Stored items
impl MemoryStore {
    pub fn new(cfg: StoreConfig) -> Self {
        Self {
            cfg,
            resources: DashMap::new(),
            scopes: DashMap::new(),
            spans: DashMap::new(),
            traces: DashMap::new(),
            trace_index: RwLock::new(BTreeMap::new()),
            span_index: RwLock::new(BTreeMap::new()),
            spans_by_service: DashMap::new(),
            log_seq: AtomicU64::new(0),
            logs: DashMap::new(),
            log_index: RwLock::new(BTreeMap::new()),
            logs_by_trace: DashMap::new(),
            metric_catalog: DashMap::new(),
            series_by_metric: DashMap::new(),
            series: DashMap::new(),
            point_seq: AtomicU64::new(0),
            points: DashMap::new(),
            metric_count: AtomicUsize::new(0),
            metrics_dropped: AtomicU64::new(0),
            dropped_names: RwLock::new(BTreeSet::new()),
            bytes_used: AtomicUsize::new(0),
        }
    }

    fn retention_ns(&self) -> u64 {
        self.cfg.retention_seconds.saturating_mul(1_000_000_000)
    }

    fn is_expired(&self, ingest_ns: u64, now: u64) -> bool {
        ingest_ns.saturating_add(self.retention_ns()) < now
    }

    /// Reserve capacity for a batch of frames, failing the whole batch when
    /// the memory bound would be crossed. The reservation is released piece
    /// by piece as entries are replaced or swept.
    fn reserve_bytes(&self, additional: usize) -> Result<()> {
        let used = self.bytes_used.load(Ordering::Acquire);
        if used.saturating_add(additional) > self.cfg.max_store_bytes {
            return Err(TinyOllyError::OutOfCapacity);
        }
        self.bytes_used.fetch_add(additional, Ordering::AcqRel);
        Ok(())
    }

    fn release_bytes(&self, amount: usize) {
        self.bytes_used.fetch_sub(amount, Ordering::AcqRel);
    }

    /// Admit a metric name into the catalog, or explain why not.
    ///
    /// Admission is serialized per name by the catalog entry lock; the
    /// distinct-name counter is atomic. Returns `Ok(true)` when the point
    /// may be stored, `Ok(false)` when the name is over the cardinality
    /// limit, and `Err` on a kind conflict.
    fn admit_metric(&self, name: &str, meta: &MetricMeta, now: u64) -> Result<bool> {
        use dashmap::mapref::entry::Entry;
        match self.metric_catalog.entry(name.to_string()) {
            Entry::Occupied(mut existing) => {
                if existing.get().meta.kind != meta.kind {
                    return Err(TinyOllyError::MetricKindConflict {
                        name: name.to_string(),
                        existing: existing.get().meta.kind,
                        incoming: meta.kind,
                    });
                }
                existing.get_mut().last_write_ns = now;
                Ok(true)
            }
            Entry::Vacant(slot) => {
                let mut current = self.metric_count.load(Ordering::Acquire);
                loop {
                    if current >= self.cfg.max_metric_cardinality {
                        self.metrics_dropped.fetch_add(1, Ordering::AcqRel);
                        let first_drop = self
                            .dropped_names
                            .write()
                            .expect("dropped_names lock")
                            .insert(name.to_string());
                        if first_drop {
                            let err = TinyOllyError::CardinalityExceeded {
                                limit: self.cfg.max_metric_cardinality,
                            };
                            warn!(metric = name, "{err}; dropping new metric name");
                        }
                        return Ok(false);
                    }
                    match self.metric_count.compare_exchange(
                        current,
                        current + 1,
                        Ordering::AcqRel,
                        Ordering::Acquire,
                    ) {
                        Ok(_) => break,
                        Err(actual) => current = actual,
                    }
                }
                slot.insert(CatalogEntry {
                    meta: meta.clone(),
                    last_write_ns: now,
                });
                Ok(true)
            }
        }
    }

    /// Decode a span frame, logging and skipping on corruption.
    fn decode_span_lossy(&self, stored: &Stored) -> Option<SpanRecord> {
        match codec::decode_span(&stored.frame) {
            Ok(span) => Some(span),
            Err(e) => {
                warn!("skipping undecodable span frame: {e}");
                None
            }
        }
    }

    fn decode_log_lossy(&self, stored: &Stored) -> Option<LogRecord> {
        match codec::decode_log(&stored.frame) {
            Ok(log) => Some(log),
            Err(e) => {
                warn!("skipping undecodable log frame: {e}");
                None
            }
        }
    }
}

[WHAT NEEDS TO BE DONE]: Search the data above and return each line in which "Ordering" occurs.

[ANSWER TO THIS EXERCISE]:
        let used = self.bytes_used.load(Ordering::Acquire);
        self.bytes_used.fetch_add(additional, Ordering::AcqRel);
        self.bytes_used.fetch_sub(amount, Ordering::AcqRel);
                let mut current = self.metric_count.load(Ordering::Acquire);
                        self.metrics_dropped.fetch_add(1, Ordering::AcqRel);
                        Ordering::AcqRel,
                        Ordering::Acquire,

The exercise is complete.